Six months later, I stepped outside to lock up our chickens while listening to the news about the country shutting down. Looking up to the clouds emblazoned by the setting sun, I reflect on my time in the smaller job I’d taken so I could make long overdue changes at home. I woke up many days with a feeling of dread: relationship struggles, trying to have it all as a daughter, sister, wife and mother. Helpless and strong all at once: struggles most women know well.
My mind flashed back to being that gangly teenager with a mentally ill sister and distant father who never learned she deserved happiness. But nothing could match the gut-wrenching terror of almost losing my 10-year-old child—an expected cancer diagnosis in the middle of the pandemic. Over the 18 months that followed, I found strength I never knew I had. I think back to the film crew at our house who captured my son’s story for the hospital’s Foundation and am reminded of all the people who helped save his life. I remember the magical moment the doctor shared my son’s scan results after months of grueling chemotherapy and procedures: he was in remission.
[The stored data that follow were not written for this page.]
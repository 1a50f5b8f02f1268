//! 单向字节管道。
//!
//! # 教案级注释
//!
//! ## 意图（Why）
//! - 两条管道组成一对内存连接，取代 OS 套接字完成确定性的协议测试；
//! - 显式的完成信号（写方向关闭）与背压让半关闭、慢读者等场景可复现。
//!
//! ## 逻辑（How）
//! - 背压是写入的准入条件：已提交未读取的字节达到 `pause_writer_threshold` 时写者在接受
//!   任何字节之前挂起，直到读者消费数据；
//! - 获准后整次写入一并追加到 `pending`，满一个分段的部分立即提交到 `readable` 并唤醒读者，
//!   剩余部分等待下一次写入或显式刷新；
//! - 读者等待“至少一个字节可读或管道已完成”，只确认实际拷贝的字节。
//!
//! ## 注意事项（Trade-offs）
//! - 单生产者/单消费者；状态由 `parking_lot::Mutex` 保护，锁不跨越 `.await`；
//! - 取消只可能发生在准入等待中，此时尚未接受任何字节；代价是单次大写入可以让
//!   `readable` 超过阈值，超出量不大于这次写入的长度；
//! - 等待前先 `enable` 通知，再检查状态，避免检查与登记之间的唤醒丢失。

use std::io::{IoSlice, IoSliceMut};

use bytes::{Buf, BytesMut};
use parking_lot::Mutex;
use serde::Deserialize;
use tether_core::Cancellation;
use tokio::sync::Notify;

/// 每个方向的管道参数。
#[derive(Clone, Copy, Debug, PartialEq, Eq, Deserialize)]
#[serde(default)]
pub struct PipeOptions {
    /// 提交给读者的分段大小。
    pub segment_size: usize,
    /// 已提交未读取字节的上限；`None` 表示不限制。
    pub pause_writer_threshold: Option<usize>,
}

impl PipeOptions {
    pub const DEFAULT_SEGMENT_SIZE: usize = 4096;
    pub const DEFAULT_PAUSE_WRITER_THRESHOLD: usize = 64 * 1024;

    /// 不限制背压的管道。
    pub fn unbounded() -> Self {
        Self {
            pause_writer_threshold: None,
            ..Self::default()
        }
    }

    pub fn with_segment_size(mut self, segment_size: usize) -> Self {
        self.segment_size = segment_size;
        self
    }

    pub fn with_pause_writer_threshold(mut self, threshold: Option<usize>) -> Self {
        self.pause_writer_threshold = threshold;
        self
    }
}

impl Default for PipeOptions {
    fn default() -> Self {
        Self {
            segment_size: Self::DEFAULT_SEGMENT_SIZE,
            pause_writer_threshold: Some(Self::DEFAULT_PAUSE_WRITER_THRESHOLD),
        }
    }
}

/// 管道操作失败的原因，由流层映射为 [`tether_core::ConnectionError`]。
#[derive(Clone, Copy, Debug, PartialEq, Eq)]
pub(crate) enum PipeError {
    Cancelled,
    ReaderClosed,
    WriterCompleted,
}

#[derive(Debug, Default)]
struct PipeState {
    readable: BytesMut,
    pending: BytesMut,
    completed: bool,
    reader_closed: bool,
}

#[derive(Debug)]
pub(crate) struct Pipe {
    state: Mutex<PipeState>,
    readable: Notify,
    writable: Notify,
    segment_size: usize,
    pause_writer_threshold: Option<usize>,
}

impl Pipe {
    pub(crate) fn new(options: PipeOptions) -> Self {
        Self {
            state: Mutex::new(PipeState::default()),
            readable: Notify::new(),
            writable: Notify::new(),
            segment_size: options.segment_size.max(1),
            pause_writer_threshold: options.pause_writer_threshold,
        }
    }

    /// 读取可用字节，依次填充 `bufs`；返回 0 仅表示管道已完成且读尽。
    pub(crate) async fn read(
        &self,
        bufs: &mut [IoSliceMut<'_>],
        cancel: &Cancellation,
    ) -> Result<usize, PipeError> {
        if bufs.iter().all(|buf| buf.is_empty()) {
            return Ok(0);
        }
        loop {
            let notified = self.readable.notified();
            tokio::pin!(notified);
            notified.as_mut().enable();
            {
                let mut state = self.state.lock();
                if state.reader_closed {
                    return Err(PipeError::ReaderClosed);
                }
                if !state.readable.is_empty() {
                    let copied = copy_into(&mut state.readable, bufs);
                    drop(state);
                    self.writable.notify_waiters();
                    return Ok(copied);
                }
                if state.completed {
                    return Ok(0);
                }
            }
            tokio::select! {
                biased;
                _ = cancel.cancelled() => return Err(PipeError::Cancelled),
                _ = &mut notified => {}
            }
        }
    }

    /// 等待背压放行后一次性追加 `bufs`；满分段的部分立即提交。
    ///
    /// 返回 [`PipeError::Cancelled`] 时没有任何字节被接受。
    pub(crate) async fn write(
        &self,
        bufs: &[IoSlice<'_>],
        cancel: &Cancellation,
    ) -> Result<(), PipeError> {
        loop {
            let notified = self.writable.notified();
            tokio::pin!(notified);
            notified.as_mut().enable();
            {
                let mut state = self.state.lock();
                state.check_writable()?;
                if !self.is_paused(&state) {
                    for buf in bufs {
                        state.pending.extend_from_slice(buf);
                    }
                    let committed = self.commit_segments(&mut state, false);
                    drop(state);
                    if committed {
                        self.readable.notify_waiters();
                    }
                    return Ok(());
                }
            }
            tokio::select! {
                biased;
                _ = cancel.cancelled() => return Err(PipeError::Cancelled),
                _ = &mut notified => {}
            }
        }
    }

    /// 提交全部待提交字节。
    pub(crate) fn flush(&self) -> Result<(), PipeError> {
        let committed = {
            let mut state = self.state.lock();
            state.check_writable()?;
            self.commit_segments(&mut state, true)
        };
        if committed {
            self.readable.notify_waiters();
        }
        Ok(())
    }

    /// 刷新后标记完成，读者读尽后得到 0。
    pub(crate) fn shutdown(&self) -> Result<(), PipeError> {
        {
            let mut state = self.state.lock();
            state.check_writable()?;
            self.commit_segments(&mut state, true);
            state.completed = true;
        }
        self.readable.notify_waiters();
        Ok(())
    }

    /// 写端释放：提交剩余字节并标记完成。
    pub(crate) fn complete(&self) {
        {
            let mut state = self.state.lock();
            if !state.reader_closed {
                let pending = state.pending.split();
                state.readable.extend_from_slice(&pending);
            }
            state.completed = true;
        }
        self.readable.notify_waiters();
        self.writable.notify_waiters();
    }

    /// 读端释放：丢弃未读字节，唤醒被背压挂起的写者。
    pub(crate) fn close_reader(&self) {
        {
            let mut state = self.state.lock();
            state.reader_closed = true;
            state.readable.clear();
            state.pending.clear();
        }
        self.readable.notify_waiters();
        self.writable.notify_waiters();
    }

    fn is_paused(&self, state: &PipeState) -> bool {
        self.pause_writer_threshold
            .is_some_and(|threshold| state.readable.len() >= threshold)
    }

    /// 把满分段（`all` 时包括不足一段的尾部）移入 `readable`，返回是否提交了字节。
    fn commit_segments(&self, state: &mut PipeState, all: bool) -> bool {
        let mut committed = false;
        loop {
            let ready = state.pending.len() >= self.segment_size || (all && !state.pending.is_empty());
            if !ready {
                return committed;
            }
            let take = self.segment_size.min(state.pending.len());
            let segment = state.pending.split_to(take);
            state.readable.extend_from_slice(&segment);
            committed = true;
        }
    }
}

impl PipeState {
    fn check_writable(&self) -> Result<(), PipeError> {
        if self.reader_closed {
            Err(PipeError::ReaderClosed)
        } else if self.completed {
            Err(PipeError::WriterCompleted)
        } else {
            Ok(())
        }
    }
}

fn copy_into(source: &mut BytesMut, bufs: &mut [IoSliceMut<'_>]) -> usize {
    let mut copied = 0;
    for buf in bufs.iter_mut() {
        if source.is_empty() {
            break;
        }
        let n = buf.len().min(source.len());
        buf[..n].copy_from_slice(&source[..n]);
        source.advance(n);
        copied += n;
    }
    copied
}

#[cfg(test)]
mod tests {
    use super::*;
    use std::{sync::Arc, time::Duration};

    async fn write(pipe: &Pipe, data: &[u8], cancel: &Cancellation) -> Result<(), PipeError> {
        pipe.write(&[IoSlice::new(data)], cancel).await
    }

    async fn read_some(pipe: &Pipe, len: usize) -> Vec<u8> {
        let mut buf = vec![0u8; len];
        let n = pipe
            .read(&mut [IoSliceMut::new(&mut buf)], &Cancellation::new())
            .await
            .expect("read");
        buf.truncate(n);
        buf
    }

    #[tokio::test(flavor = "multi_thread")]
    async fn bytes_become_visible_on_full_segment_or_flush() {
        let pipe = Pipe::new(PipeOptions::default().with_segment_size(4));
        let cancel = Cancellation::new();
        write(&pipe, b"abcdef", &cancel).await.expect("write");
        assert_eq!(read_some(&pipe, 16).await, b"abcd");

        pipe.flush().expect("flush");
        assert_eq!(read_some(&pipe, 16).await, b"ef");
    }

    #[tokio::test(flavor = "multi_thread")]
    async fn shutdown_yields_repeated_eof() {
        let pipe = Pipe::new(PipeOptions::default());
        let cancel = Cancellation::new();
        write(&pipe, b"hi", &cancel).await.expect("write");
        pipe.shutdown().expect("shutdown");
        assert_eq!(read_some(&pipe, 8).await, b"hi");
        assert!(read_some(&pipe, 8).await.is_empty());
        assert!(read_some(&pipe, 8).await.is_empty());
        assert_eq!(
            write(&pipe, b"late", &cancel).await,
            Err(PipeError::WriterCompleted)
        );
    }

    #[tokio::test(flavor = "multi_thread")]
    async fn scatter_read_fills_buffers_in_order() {
        let pipe = Pipe::new(PipeOptions::default());
        let cancel = Cancellation::new();
        write(&pipe, b"ABCDE", &cancel).await.expect("write");
        pipe.flush().expect("flush");

        let (mut head, mut tail) = ([0u8; 2], [0u8; 8]);
        let n = pipe
            .read(
                &mut [IoSliceMut::new(&mut head), IoSliceMut::new(&mut tail)],
                &cancel,
            )
            .await
            .expect("read");
        assert_eq!(n, 5);
        assert_eq!(&head, b"AB");
        assert_eq!(&tail[..3], b"CDE");
    }

    #[tokio::test(flavor = "multi_thread")]
    async fn writer_pauses_until_reader_drains() {
        let pipe = Arc::new(Pipe::new(
            PipeOptions::default()
                .with_segment_size(2)
                .with_pause_writer_threshold(Some(2)),
        ));
        write(&pipe, b"abcd", &Cancellation::new()).await.expect("admitted");
        let writer = {
            let pipe = Arc::clone(&pipe);
            tokio::spawn(async move { write(&pipe, b"ef", &Cancellation::new()).await })
        };
        tokio::time::sleep(Duration::from_millis(20)).await;
        assert!(!writer.is_finished(), "writer must be paused by backpressure");

        assert_eq!(read_some(&pipe, 4).await, b"abcd");
        writer.await.expect("join").expect("write completes");
        assert_eq!(read_some(&pipe, 4).await, b"ef");
    }

    #[tokio::test(flavor = "multi_thread")]
    async fn cancelled_paused_write_accepts_nothing() {
        let pipe = Pipe::new(
            PipeOptions::default()
                .with_segment_size(4)
                .with_pause_writer_threshold(Some(4)),
        );
        write(&pipe, b"abcd", &Cancellation::new()).await.expect("admitted");

        let cancel = Cancellation::new();
        let (result, _) = tokio::join!(write(&pipe, b"efgh", &cancel), async {
            tokio::time::sleep(Duration::from_millis(20)).await;
            cancel.cancel();
        });
        assert_eq!(result, Err(PipeError::Cancelled));

        pipe.shutdown().expect("shutdown");
        assert_eq!(read_some(&pipe, 16).await, b"abcd");
        assert!(read_some(&pipe, 16).await.is_empty());
    }

    #[tokio::test(flavor = "multi_thread")]
    async fn closed_reader_breaks_writer() {
        let pipe = Pipe::new(PipeOptions::default().with_segment_size(1));
        pipe.close_reader();
        assert_eq!(
            write(&pipe, b"x", &Cancellation::new()).await,
            Err(PipeError::ReaderClosed)
        );
    }

    #[tokio::test(flavor = "multi_thread")]
    async fn pending_read_observes_cancellation() {
        let pipe = Pipe::new(PipeOptions::default());
        let cancel = Cancellation::new();
        cancel.cancel();
        let mut buf = [0u8; 4];
        assert_eq!(
            pipe.read(&mut [IoSliceMut::new(&mut buf)], &cancel).await,
            Err(PipeError::Cancelled)
        );
    }
}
I felt a massive weight lift and it suddenly hit me: I have nothing else to fear. For years I lived for others’ approval; now I cared nothing for it. I never felt so free.
New beginnings.
I am no longer a wide-eyed college grad. I witnessed the same bad behavior from “irreplaceable” rainmakers I’d seen in investment banking and knew I could no longer accept the toxic culture that surrounded me. It was time to speak up. I felt this was a crucial moment, not just for the world, but for my world as well. I was ready and determined to make it rain my way. In the decades since graduation, I enjoyed successful careers in consulting and tech, created two amazing children, and won blue ribbons at dozens of horse shows. I began working with a coach who helped me discover my deeper purpose and identity. I realized that the chapters of my career, and all of life’s hardships weren’t done to me; they were done for me. They gave me the courage I needed to chart the uncharted courses, to fight the hardest fights, and to never EVER give up.
Rebuilding my life during Covid has not been as easy as the Beyonce song version, but it was 100% worth it. I awake with joy and gratitude, feeling the warmth of the California sun while drinking my morning coffee listening to the birds sing. I am fulfilling my purpose, present for my children when they need me, riding horses at a level I never imagined, and giving back to the cancer community.
I have forged a new path for consultants into tech and created massive impact at several organizations through my unique approach to sales. I can’t wait to share what I’ve learned and help others discover the path to the C-suite that changed my life. This is just the beginning.